A Year Ago on Equitable Growth: Twenty Worthy Reads from the Week Before May 24, 2018

Hoisted From the Archives**: Worth Reading from A Year Ago

Five Things Worthy at Equitable Growth:




Austin Clemens and Heather Boushey: Disaggregating growth: "NIPA... were a radical advance in economic measurement when they were instituted.... The lack of data on how income is distributed is especially glaring now in the face of rapidly increasing economic inequality.... Instead of revolutionizing GDP, U.S. policymakers should evolutionize it... add an explicitly distributional component to GDP..."

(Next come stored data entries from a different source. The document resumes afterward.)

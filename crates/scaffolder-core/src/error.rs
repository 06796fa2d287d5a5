//! Error types for the scaffolding pipeline
//!
//! Every failure the core can produce is a variant of [`Error`]. The
//! orchestrator wraps whichever one ends a run together with the step that
//! produced it; nothing below the orchestrator recovers from an error.

use std::path::PathBuf;
use std::time::Duration;
use thiserror::Error;

/// Main error type for scaffolding operations
#[derive(Debug, Error)]
pub enum Error {
    /// An external command could not be started or exited unsuccessfully.
    #[error("Command `{command}` failed{}: {output}", exit_code.map(|c| format!(" with exit code {}", c)).unwrap_or_default())]
    ProcessFailure {
        command: String,
        /// `None` when the process never started or was killed by a signal
        exit_code: Option<i32>,
        /// Captured stderr, or stdout when stderr was empty
        output: String,
    },

    /// An external command did not finish within its time budget.
    #[error("Command `{command}` timed out after {timeout:?}")]
    Timeout { command: String, timeout: Duration },

    /// A command succeeded but printed nothing where an answer was expected.
    #[error("`{command}` returned no output")]
    EmptyOutput { command: String },

    /// A background task panicked or was cancelled before reporting back.
    #[error("Task did not complete: {reason}")]
    TaskAborted { reason: String },

    /// The latest version of a single package could not be determined.
    #[error("Could not resolve latest version of '{package}': {cause}")]
    ResolutionFailure {
        package: String,
        #[source]
        cause: Box<Error>,
    },

    /// The precondition manifest is missing or is not valid JSON.
    #[error("Failed to read manifest at {path}: {reason}")]
    ManifestParse { path: PathBuf, reason: String },

    /// At least one dependency failed to resolve during the concurrent phase.
    #[error("Failed to resolve {} dependencies:\n{}", failures.len(), format_failures(failures))]
    DependencyResolution { failures: Vec<Error> },

    /// A directory or file could not be created or written.
    #[error("Filesystem error at {path}: {source}")]
    Filesystem {
        path: PathBuf,
        #[source]
        source: std::io::Error,
    },

    /// A user-supplied value failed validation before the pipeline started.
    #[error("Invalid {field}: {reason}")]
    InvalidInput { field: &'static str, reason: String },
}

fn format_failures(failures: &[Error]) -> String {
    failures
        .iter()
        .map(|f| format!("  - {}", f))
        .collect::<Vec<_>>()
        .join("\n")
}

impl Error {
    pub(crate) fn resolution(package: impl Into<String>, cause: Error) -> Self {
        Error::ResolutionFailure {
            package: package.into(),
            cause: Box::new(cause),
        }
    }

    pub(crate) fn filesystem(path: impl Into<PathBuf>, source: std::io::Error) -> Self {
        Error::Filesystem {
            path: path.into(),
            source,
        }
    }
}

/// Result alias used throughout the crate
pub type Result<T> = std::result::Result<T, Error>;

#[cfg(test)]
mod tests {
    use super::*;
    use std::error::Error as _;

    #[test]
    fn test_process_failure_message_includes_exit_code() {
        let err = Error::ProcessFailure {
            command: "yarn".to_string(),
            exit_code: Some(2),
            output: "boom".to_string(),
        };
        assert_eq!(err.to_string(), "Command `yarn` failed with exit code 2: boom");
    }

    #[test]
    fn test_process_failure_message_without_exit_code() {
        let err = Error::ProcessFailure {
            command: "nope".to_string(),
            exit_code: None,
            output: "not found".to_string(),
        };
        assert_eq!(err.to_string(), "Command `nope` failed: not found");
    }

    #[test]
    fn test_dependency_resolution_lists_every_failure() {
        let err = Error::DependencyResolution {
            failures: vec![
                Error::resolution(
                    "react",
                    Error::ProcessFailure {
                        command: "npm view react version".to_string(),
                        exit_code: Some(1),
                        output: "offline".to_string(),
                    },
                ),
                Error::resolution(
                    "parcel",
                    Error::EmptyOutput {
                        command: "npm view parcel version".to_string(),
                    },
                ),
            ],
        };
        let message = err.to_string();
        assert!(message.starts_with("Failed to resolve 2 dependencies:"));
        assert!(message.contains("  - Could not resolve latest version of 'react': Command"));
        assert!(message.contains("'parcel': `npm view parcel version` returned no output"));
    }

    #[test]
    fn test_timeout_message_keeps_sub_second_budget() {
        let err = Error::Timeout {
            command: "npm view react version".to_string(),
            timeout: Duration::from_millis(200),
        };
        assert_eq!(
            err.to_string(),
            "Command `npm view react version` timed out after 200ms"
        );
    }

    #[test]
    fn test_resolution_failure_exposes_cause() {
        let err = Error::resolution(
            "react",
            Error::Timeout {
                command: "npm view react version".to_string(),
                timeout: Duration::from_secs(300),
            },
        );
        let source = err.source().expect("cause is exposed as source");
        assert!(source.to_string().contains("timed out after 300s"));
        match err {
            Error::ResolutionFailure { cause, .. } => {
                assert!(matches!(*cause, Error::Timeout { .. }))
            }
            other => panic!("Expected ResolutionFailure, got {:?}", other),
        }
    }
}
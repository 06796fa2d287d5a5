//! Static project template
//!
//! The directory tree and files of a generated project. File bodies are
//! embedded from `templates/react/` at compile time; the only substitution is
//! the app name in the HTML title.

pub mod materialize;

pub use materialize::{create_directories, write_files};

/// Placeholder replaced with the application name in template bodies
pub const APP_NAME_PLACEHOLDER: &str = "{{app_name}}";

/// A directory to create, relative to the output directory
#[derive(Debug, Clone, Copy, PartialEq, Eq)]
pub struct DirSpec {
    pub path: &'static str,
}

/// A file to write, relative to the output directory
#[derive(Debug, Clone, PartialEq, Eq)]
pub struct FileSpec {
    pub path: &'static str,
    pub content: String,
}

const DIRECTORIES: &[DirSpec] = &[
    DirSpec { path: "src" },
    DirSpec { path: "src/components" },
    DirSpec { path: "src/constants" },
    DirSpec { path: "src/data" },
    DirSpec { path: "src/helpers" },
    DirSpec { path: "src/stylesheets" },
    DirSpec { path: "static" },
    DirSpec { path: "static/images" },
];

const FILES: &[(&str, &str)] = &[
    (
        "tsconfig.json",
        include_str!("../../templates/react/tsconfig.json"),
    ),
    (
        "src/index.html",
        include_str!("../../templates/react/src/index.html"),
    ),
    (
        "src/index.d.ts",
        include_str!("../../templates/react/src/index.d.ts"),
    ),
    ("src/App.tsx", include_str!("../../templates/react/src/App.tsx")),
    (
        "src/components/main.tsx",
        include_str!("../../templates/react/src/components/main.tsx"),
    ),
    (
        "src/stylesheets/main.scss",
        include_str!("../../templates/react/src/stylesheets/main.scss"),
    ),
    (".gitignore", include_str!("../../templates/react/gitignore")),
];

/// Directories of a generated project, in creation order
pub fn directories() -> &'static [DirSpec] {
    DIRECTORIES
}

/// Files of a generated project, in write order, rendered for `app_name`
pub fn files(app_name: &str) -> Vec<FileSpec> {
    FILES
        .iter()
        .map(|&(path, body)| FileSpec {
            path,
            content: body.replace(APP_NAME_PLACEHOLDER, app_name),
        })
        .collect()
}

#[cfg(test)]
mod tests {
    use super::*;

    #[test]
    fn test_template_table_sizes() {
        assert_eq!(directories().len(), 8);
        assert_eq!(files("demo").len(), 7);
    }

    #[test]
    fn test_html_title_uses_app_name() {
        let files = files("demo");
        let html = files.iter().find(|f| f.path == "src/index.html").unwrap();
        assert!(html.content.contains("<title>demo</title>"));
        assert!(!html.content.contains(APP_NAME_PLACEHOLDER));
    }

    #[test]
    fn test_stylesheet_is_empty() {
        let files = files("demo");
        let scss = files
            .iter()
            .find(|f| f.path == "src/stylesheets/main.scss")
            .unwrap();
        assert!(scss.content.is_empty());
    }

    #[test]
    fn test_every_file_lives_in_a_listed_directory() {
        for file in files("demo") {
            if let Some((parent, _)) = file.path.rsplit_once('/') {
                assert!(
                    directories().iter().any(|d| d.path == parent),
                    "{} has no directory entry",
                    file.path
                );
            }
        }
    }
}
//! Writes the template tree into the output directory

use crate::error::{Error, Result};
use crate::logging;
use crate::templates::{DirSpec, FileSpec};
use std::path::{Path, PathBuf};
use tokio::fs;

/// Create each directory (and its parents) under `root`, in list order.
///
/// Already-existing directories are fine, so running this twice is harmless.
pub async fn create_directories(root: &Path, dirs: &[DirSpec]) -> Result<Vec<PathBuf>> {
    let mut created = Vec::with_capacity(dirs.len());
    for dir in dirs {
        logging::verbose(format!("./{}", dir.path));
        let path = root.join(dir.path);
        fs::create_dir_all(&path)
            .await
            .map_err(|e| Error::filesystem(&path, e))?;
        created.push(path);
    }
    Ok(created)
}

/// Write each file under `root`, overwriting whatever is already there.
pub async fn write_files(root: &Path, files: &[FileSpec]) -> Result<Vec<PathBuf>> {
    let mut written = Vec::with_capacity(files.len());
    for file in files {
        logging::verbose(format!("/{}", file.path));
        let path = root.join(file.path);
        if let Some(parent) = path.parent() {
            fs::create_dir_all(parent)
                .await
                .map_err(|e| Error::filesystem(parent, e))?;
        }
        fs::write(&path, &file.content)
            .await
            .map_err(|e| Error::filesystem(&path, e))?;
        written.push(path);
    }
    Ok(written)
}
//! Charm-style CLI prompts using cliclack

use crate::config::{Identity, ScaffoldConfig};
use crate::pipeline::{Pipeline, StepFailure};
use crate::product::ProductConfig;
use anyhow::Result;
use std::path::{Path, PathBuf};
use std::time::Duration;

const EMPTY_INPUT: &str = "Input cannot be empty.";

/// CLI arguments for the create command
#[derive(Debug, Clone, Default)]
pub struct CreateArgs {
    /// Existing directory to generate the project into
    pub directory: Option<PathBuf>,

    /// Application name
    pub name: Option<String>,

    /// Application description
    pub description: Option<String>,

    /// Author name
    pub author: Option<String>,

    /// Timeout for each external command
    pub timeout: Option<Duration>,

    /// Auto-confirm all prompts (non-interactive mode)
    pub yes: bool,
}

/// Run the CLI with interactive prompts
///
/// Every error is printed once before it is returned, so callers only need
/// to turn it into an exit status. Unless `--yes` was given, the terminal is
/// held open until Enter on every exit path.
pub async fn run<C: ProductConfig>(config: &C, args: CreateArgs) -> Result<()> {
    let result = scaffold(config, &args).await;

    if let Err(e) = &result {
        if !reported_by_pipeline(e) {
            let _ = cliclack::log::error(e);
        }
    }

    finish(result, args.yes, wait_for_enter)
}

async fn scaffold<C: ProductConfig>(config: &C, args: &CreateArgs) -> Result<()> {
    cliclack::intro(config.display_name())?;

    // Step 1: Collect answers (flags first, prompt for the rest)
    let output_dir = select_directory(args)?;
    let name = prompt_text("Enter the application's name", args.name.as_deref())?;
    let description = prompt_text(
        "Enter the application's description",
        args.description.as_deref(),
    )?;
    let author = prompt_text("Enter the author's name", args.author.as_deref())?;

    let mut scaffold = ScaffoldConfig::new(output_dir, Identity::new(name, description, author));
    if let Some(timeout) = args.timeout {
        scaffold = scaffold.with_command_timeout(timeout);
    }
    scaffold.validate()?;

    // Step 2: Run the pipeline
    let pipeline = Pipeline::with_shell(config.clone(), scaffold);
    let outcome = pipeline.run().await;

    // Step 3: Report
    match outcome.into_result() {
        Ok(_) => print_next_steps(config, &pipeline.config().output_dir),
        Err(failure) => Err(failure.into()),
    }
}

/// The orchestrator logs the step failure that ends a run itself.
fn reported_by_pipeline(error: &anyhow::Error) -> bool {
    error.downcast_ref::<StepFailure>().is_some()
}

/// Wait for acknowledgement unless `yes`, then hand back the scaffold result.
fn finish<F>(result: Result<()>, yes: bool, wait: F) -> Result<()>
where
    F: FnOnce() -> Result<()>,
{
    if yes {
        return result;
    }
    let waited = wait();
    result.and(waited)
}

fn select_directory(args: &CreateArgs) -> Result<PathBuf> {
    let current_dir = std::env::current_dir().unwrap_or_else(|_| PathBuf::from("."));

    // Use --directory flag if provided
    let path = if let Some(dir) = &args.directory {
        let p = if dir.is_absolute() {
            dir.clone()
        } else {
            current_dir.join(dir)
        };
        cliclack::log::info(format!("Using directory: {}", p.display()))?;
        p
    } else {
        let input: String = cliclack::input("Enter the output directory")
            .placeholder(".")
            .validate(|input: &String| {
                if input.trim().is_empty() {
                    Err(EMPTY_INPUT)
                } else if !Path::new(input.trim()).is_dir() {
                    Err("Directory does not exist.")
                } else {
                    Ok(())
                }
            })
            .interact()?;

        let p = PathBuf::from(input.trim());
        if p.is_absolute() {
            p
        } else {
            current_dir.join(p)
        }
    };

    if !path.is_dir() {
        anyhow::bail!("Directory does not exist: {}", path.display());
    }

    // Warn if directory has files
    if let Ok(entries) = std::fs::read_dir(&path) {
        let count = entries.count();
        if count > 0 {
            cliclack::log::warning(format!("Directory has {} existing items", count))?;

            // Auto-confirm with --yes flag
            let confirm = if args.yes {
                true
            } else {
                cliclack::confirm("Continue anyway?")
                    .initial_value(true)
                    .interact()?
            };

            if !confirm {
                anyhow::bail!("Setup cancelled.");
            }
        }
    }

    Ok(path)
}

fn prompt_text(prompt: &str, provided: Option<&str>) -> Result<String> {
    if let Some(value) = provided {
        return Ok(value.trim().to_string());
    }

    let input: String = cliclack::input(prompt)
        .validate(|input: &String| {
            if input.trim().is_empty() {
                Err(EMPTY_INPUT)
            } else {
                Ok(())
            }
        })
        .interact()?;

    Ok(input.trim().to_string())
}

fn print_next_steps<C: ProductConfig>(config: &C, project_dir: &Path) -> Result<()> {
    let steps = config.next_steps(project_dir);

    println!();
    println!("  Next steps");
    println!();

    for (i, step) in steps.iter().enumerate() {
        println!("  {}.  {}", i + 1, step);
    }

    cliclack::outro("Happy coding!")?;

    Ok(())
}

fn wait_for_enter() -> Result<()> {
    println!();
    println!("Press Enter to exit");
    console::Term::stdout().read_line()?;
    Ok(())
}

#[cfg(test)]
mod tests {
    use super::*;
    use crate::error::Error;
    use crate::pipeline::Step;
    use std::cell::Cell;

    #[test]
    fn test_finish_waits_after_early_error() {
        let waits = Cell::new(0);
        let result = finish(Err(anyhow::anyhow!("Setup cancelled.")), false, || {
            waits.set(waits.get() + 1);
            Ok(())
        });

        assert_eq!(waits.get(), 1);
        assert_eq!(result.unwrap_err().to_string(), "Setup cancelled.");
    }

    #[test]
    fn test_finish_waits_after_success() {
        let waits = Cell::new(0);
        let result = finish(Ok(()), false, || {
            waits.set(waits.get() + 1);
            Ok(())
        });

        assert_eq!(waits.get(), 1);
        assert!(result.is_ok());
    }

    #[test]
    fn test_finish_skips_wait_with_yes() {
        let waits = Cell::new(0);
        let result = finish(Err(anyhow::anyhow!("boom")), true, || {
            waits.set(waits.get() + 1);
            Ok(())
        });

        assert_eq!(waits.get(), 0);
        assert!(result.is_err());
    }

    #[test]
    fn test_finish_keeps_scaffold_error_over_wait_error() {
        let result = finish(Err(anyhow::anyhow!("scaffold")), false, || {
            Err(anyhow::anyhow!("stdin closed"))
        });
        assert_eq!(result.unwrap_err().to_string(), "scaffold");
    }

    #[test]
    fn test_only_step_failures_count_as_already_reported() {
        let failure = StepFailure {
            step: Step::DependencyInstall,
            source: Error::ProcessFailure {
                command: "yarn".to_string(),
                exit_code: Some(1),
                output: "offline".to_string(),
            },
        };
        assert!(reported_by_pipeline(&failure.into()));

        let invalid = Error::InvalidInput {
            field: "name",
            reason: "Input cannot be empty.".to_string(),
        };
        assert!(!reported_by_pipeline(&invalid.into()));
        assert!(!reported_by_pipeline(&anyhow::anyhow!("Setup cancelled.")));
    }
}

Hold it! Why does the spread of Microsoft Office shift workers away from "non routine analytic" and toward "routine cognitive and routine manual" tasks?: Enghin Atalay et al.: New technologies and the labor market: "Most new technologies are associated with an increase in nonroutine analytic tasks, and a decrease in nonroutine interactive, routine cognitive, and routine manual tasks.... Through the lens of the model, the arrival of ICTs broadly shifts workers away from routine tasks, which increases the college premium. A notable exception is the Microsoft Office suite, which has the opposite set of effects..."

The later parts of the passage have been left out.